The push is part of Washington’s economic and political war against the left-wing government that aims to undermine Venezuela’s democracy and oust President Nicolas Maduro.
The source revealed the White House has been mounting pressure on its Latin American and Caribbean allies to target Venezuela, which is facing economic troubles due to US and European sanctions.
“They don’t have the authority,” a senior administration official told McClatchy about Latin American nations passing sanctions targeting officials and industries. “So what we really have to do is help these countries write laws that give them jurisdiction to carry out these kind of sanctions if they choose to.”
According to the report, US diplomats have been making concerted efforts to “encourage allies to reform their laws aimed at ousting Venezuelan President Nicolas Maduro”.
“They’re urging Latin American leaders to join the United States, Canada and European allies who have worked together to starve the oil-dependent Caracas government of desperately needed cash,” McClatchy noted.
The senior official did not reveal the names of the countries the US is pressing, but reaffirmed “the effort is modelled on past work by previous administrations to help allies draft laws” in countries like Syria and Iraq.
The US has imposed sanctions on Venezuela in an attempt to further paralyse its economy. As part of US-imposed sanctions, more than 20 current and former Venezuelan officials have been sanctioned, including Maduro.

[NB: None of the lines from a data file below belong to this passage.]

// SPDX-FileCopyrightText: 2025 mirage contributors
// SPDX-License-Identifier: GPL-3.0-or-later

//! Per-thread re-entrant ownership lock with execution-context tags.
//!
//! A GPU execution locks every resource it touches once, under its own tag.
//! Later attempts to lock under the same tag report that the resource is
//! already part of the execution instead of taking the lock again.
//!
//! Built on a `parking_lot` mutex and condvar rather than
//! `parking_lot::ReentrantMutex`: a same-tag relock must return without
//! deepening the hold, and buffers need the current depth and tag to know
//! when the outermost unlock happens. Neither is exposed by a reentrant
//! mutex guard.

use std::sync::atomic::{AtomicU64, Ordering};
use std::thread::{self, ThreadId};

use parking_lot::{Condvar, Mutex};

static NEXT_TAG: AtomicU64 = AtomicU64::new(1);

/// Identifies one logical execution context. The default tag is "none".
#[derive(Debug, Clone, Copy, PartialEq, Eq, Hash, Default)]
pub struct ContextTag(u64);

impl ContextTag {
    pub const NONE: ContextTag = ContextTag(0);

    /// A fresh tag, never equal to any other allocated tag.
    pub fn allocate() -> Self {
        Self(NEXT_TAG.fetch_add(1, Ordering::Relaxed))
    }

    pub fn is_some(&self) -> bool {
        self.0 != 0
    }

    pub fn raw(&self) -> u64 {
        self.0
    }
}

#[derive(Default)]
struct LockOwner {
    thread: Option<ThreadId>,
    depth: u32,
    tag: ContextTag,
}

#[derive(Default)]
pub struct ContextLock {
    owner: Mutex<LockOwner>,
    released: Condvar,
}

impl ContextLock {
    pub fn new() -> Self {
        Self::default()
    }

    /// Block until the calling thread owns the lock. Re-entrant.
    pub fn lock(&self) {
        let me = thread::current().id();
        let mut owner = self.owner.lock();
        loop {
            match owner.thread {
                None => {
                    owner.thread = Some(me);
                    owner.depth = 1;
                    return;
                }
                Some(thread) if thread == me => {
                    owner.depth += 1;
                    return;
                }
                Some(_) => self.released.wait(&mut owner),
            }
        }
    }

    /// Take the lock if it is free or already owned by the calling thread.
    pub fn try_lock(&self) -> bool {
        let me = thread::current().id();
        let Some(mut owner) = self.owner.try_lock() else {
            return false;
        };
        match owner.thread {
            None => {
                owner.thread = Some(me);
                owner.depth = 1;
                true
            }
            Some(thread) if thread == me => {
                owner.depth += 1;
                true
            }
            Some(_) => false,
        }
    }

    /// Lock on behalf of the context `tag`.
    ///
    /// Returns `false` without locking if the calling thread already holds
    /// the lock under the same (non-empty) tag.
    pub fn lock_with_tag(&self, tag: ContextTag) -> bool {
        let me = thread::current().id();
        if tag.is_some() {
            let owner = self.owner.lock();
            if owner.tag == tag && owner.thread == Some(me) {
                return false;
            }
        }

        self.lock();
        self.owner.lock().tag = tag;
        true
    }

    /// Release one level of ownership. Returns `true` once the lock is free.
    ///
    /// # Panics
    ///
    /// Panics if the calling thread does not own the lock.
    pub fn unlock(&self) -> bool {
        let me = thread::current().id();
        let mut owner = self.owner.lock();
        assert_eq!(owner.thread, Some(me), "unlocking a lock held by another thread");
        owner.depth -= 1;
        if owner.depth > 0 {
            return false;
        }
        owner.thread = None;
        owner.tag = ContextTag::NONE;
        drop(owner);
        self.released.notify_one();
        true
    }

    /// Ownership depth of the calling thread, 0 if it does not hold the lock.
    pub fn held_depth(&self) -> u32 {
        let owner = self.owner.lock();
        if owner.thread == Some(thread::current().id()) {
            owner.depth
        } else {
            0
        }
    }

    pub fn is_held_by_current_thread(&self) -> bool {
        self.held_depth() > 0
    }

    /// Tag of the current holder.
    pub fn tag(&self) -> ContextTag {
        self.owner.lock().tag
    }
}

#[cfg(test)]
mod tests {
    use super::*;
    use std::sync::atomic::AtomicBool;
    use std::sync::Arc;
    use std::time::Duration;

    #[test]
    fn test_lock_is_reentrant() {
        let lock = ContextLock::new();
        lock.lock();
        lock.lock();
        assert_eq!(lock.held_depth(), 2);
        assert!(!lock.unlock());
        assert!(lock.unlock());
        assert!(!lock.is_held_by_current_thread());
    }

    #[test]
    fn test_same_tag_is_not_locked_twice() {
        let lock = ContextLock::new();
        let tag = ContextTag::allocate();
        assert!(lock.lock_with_tag(tag));
        assert!(!lock.lock_with_tag(tag));
        assert_eq!(lock.held_depth(), 1);

        let other = ContextTag::allocate();
        assert!(lock.lock_with_tag(other));
        assert_eq!(lock.tag(), other);
        lock.unlock();
        assert!(lock.unlock());
        assert_eq!(lock.tag(), ContextTag::NONE);
    }

    #[test]
    fn test_tag_outlives_nested_holds() {
        let lock = ContextLock::new();
        let tag = ContextTag::allocate();
        assert!(lock.lock_with_tag(tag));
        lock.lock();
        assert!(!lock.unlock());
        assert_eq!(lock.tag(), tag);
        assert!(!lock.lock_with_tag(tag));
        assert_eq!(lock.held_depth(), 1);
        assert!(lock.unlock());
    }

    #[test]
    fn test_empty_tag_always_locks() {
        let lock = ContextLock::new();
        assert!(lock.lock_with_tag(ContextTag::NONE));
        assert!(lock.lock_with_tag(ContextTag::NONE));
        assert_eq!(lock.held_depth(), 2);
    }

    #[test]
    fn test_try_lock_fails_across_threads() {
        let lock = Arc::new(ContextLock::new());
        lock.lock();

        let other = lock.clone();
        let acquired = std::thread::spawn(move || other.try_lock()).join().unwrap();
        assert!(!acquired);
        lock.unlock();
    }

    #[test]
    fn test_lock_waits_for_release() {
        let lock = Arc::new(ContextLock::new());
        lock.lock();

        let acquired = Arc::new(AtomicBool::new(false));
        let waiter = {
            let lock = lock.clone();
            let acquired = acquired.clone();
            std::thread::spawn(move || {
                lock.lock();
                acquired.store(true, Ordering::SeqCst);
                lock.unlock();
            })
        };

        std::thread::sleep(Duration::from_millis(20));
        assert!(!acquired.load(Ordering::SeqCst));
        lock.unlock();
        waiter.join().unwrap();
        assert!(acquired.load(Ordering::SeqCst));
    }
}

The White House has barred US banks from loaning Venezuela any money, also sanctioning the recently launched “Petro”, Venezuela's national cryptocurrency based on natural resources.
“Countries in the Americas have a responsibility to work together to address the humanitarian crisis that’s been created by the Maduro regime in Venezuela,” another senior administration official said.
The White House, National Security Council, State Department and Treasury Department are also working on options to “help drive Maduro from office, including prohibiting any Venezuelan oil being sold in the United States”, the report claimed.
In March, Panama’s Economic and Finance Ministry issued a warning to the country’s banks that Maduro and more than 50 other Venezuelan nationals were considered “high risk” for laundering money and financing terrorism. These claims are flatly denied by Venezuela’s socialist government and are based on no evidence.
Peru’s so-called Lima Group, which includes other right-wing governments of Mexico, Brazil, Argentina and Colombia, has publicly demanded Maduro allow “free elections” and release “political prisoners”.
The Venezuelan government began dialogue and peace talks with the opposition in the Dominican Republic late last year, which ended in January with opposition parties failing to sign the final agreement, under pressure from Washington.
One opposition demands was calling for early presidential elections, which the government announced for May 20. However, despite demanding this, the main opposition coalition has refused to take part.